There is no commerce between there and here:
he'll impound the lot: the ring, the book,
the lost baby. You will not get them back.



Judge's comment:
This is subtle and powerful work.  Its subtlety lies in its unobtrusive, but insistent half-rhymes, and its alternation between the worlds of night and day.  Its power depends on its relentless progress to the bold final phrase of each stanza, and in its refusal to soften its truth: ‘You will not get them back’.  For it is sometimes poetry’s work to say ‘No,’ beautifully but bleakly.  This poem does so, magnificently.

Alison Brackenbury

2nd, Open Category 2009 - Nick Mackinnon


The masks of Apollo

The helmets of the first men on the moon
had mirror visors so that aliens
would not see human faces, though we'd beamed
the I Love Lucy pilot episodes
some 18 light years out from home by then,
to horrify the Sirian gastropods,
while Earthling paranoia would have bloomed
had Selenites worn mirror visors too.
But who would want just anyone to know
that lovers use their feeding tongues to kiss,
that valves to seal digestive tracts can smile,
that humans keep their balance with their ears,
and when I say I've seen some other girl
the holes that let your light in fill with tears?



Judge's comment:

This deft and sparkling poem attracted me from many angles.  It cleverly introduces fresh fact into a well-worn story – the mirror visors – and humour into space, especially for all of us who remember ‘Lucy’. I was very moved by the slowing of the rhythm from the brisk wit of the opening to the more thoughtful close, with its move into full rhyme, ending in ‘tears’.  The simplicity of the final line restores the bloom to the rather tarnished image of ‘Martian’ poetry.  Here is humour with a heart; and formidable skill.

Alison Brackenbury

3rd, Open Category 2009 - Stephen Boyce


Vows, late Summer
for J and S

When the room falls silent I'll sit with you
and remind you how, like bonsai masters,
we planted on rock - ishi seki -
anchoring the roots of our slant tree
with its soft cumulus of leaves,
its col of moss and bark.

When darkness comes knocking I'll help you
read the patterns of our love;
how like the spirals of shells,
cones and seed-heads they are:
mathematical and improbable,
beautiful and enduring.

And if we falter I'll take you where
the ladder-maker splits chestnut limbs
and joins the matching halves
with rungs wider at the base
than at the apex, the whole apparatus
flexing as we climb,

and I'll show you how the view from the roof
is always of a garden, its borders
like a summer dress thrown off,
with a little gate into the orchard beyond.


Judge's comment:

This poem is an exquisite blend of the exotic and familiar: the beloved and the bonsai.
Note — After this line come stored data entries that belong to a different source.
//! Error handling for scaffold-maker.
//! Defines the error type and result alias used throughout the generator.

use std::io;
use std::time::Duration;
use thiserror::Error;

/// Errors that can occur while configuring or generating a service skeleton.
///
/// Configuration errors are reported and end the run cleanly, render errors
/// abort the affected file only, filesystem errors abort the whole run.
#[derive(Error, Debug)]
pub enum Error {
    /// Filesystem operation failed
    #[error("IO error: {0}.")]
    IoError(#[from] io::Error),

    /// Template compilation or rendering failed inside minijinja
    #[error("Template error: {0}.")]
    MinijinjaError(#[from] minijinja::Error),

    /// Template data could not be serialized
    #[error("Serialization error: {0}.")]
    JsonError(#[from] serde_json::Error),

    #[error("Configuration error: {0}.")]
    ConfigError(String),

    /// A service or module name does not satisfy the naming rules
    #[error("Validation error: {0}.")]
    ValidationError(String),

    #[error("Service '{service}' does not exist in '{output_dir}'.")]
    ServiceNotFoundError { service: String, output_dir: String },

    #[error("Module '{module}' does not exist in service '{service}'.")]
    ModuleNotFoundError { module: String, service: String },

    /// A single file could not be rendered; carries the offending path
    #[error("Failed to render '{path}': {reason}.")]
    RenderError { path: String, reason: String },

    #[error("Generation finished with {failed} file(s) that could not be rendered.")]
    IncompleteGenerationError { failed: usize },

    #[error("Generation did not finish within {0:?}.")]
    TimeoutError(Duration),
}

/// Convenience type alias for Results with [`Error`] as the error type.
///
/// # Type Parameters
/// * `T` - The type of the success value
pub type Result<T> = std::result::Result<T, Error>;

/// Default error handler that prints the error and exits the program.
///
/// # Arguments
/// * `err` - The error to report
///
/// # Behavior
/// Prints the error message to stderr and exits with status code 1
pub fn default_error_handler(err: Error) -> ! {
    eprintln!("{err}");
    std::process::exit(1);
}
I admired the poem’s own song-like patternings –‘When..’  ‘When..’- and its bold thematic marriage of science and art. The account of the ladder is deft and involving, an unusually practical twist to a poem. The outstanding feature of the poem, in my reading, is the sudden throwing open of its perspective at the end, with the lovely simile of the ‘summer dress’ and the tenderly described ‘little gate into the orchard’.  It is a long time since I read a poem of such enticing invitation.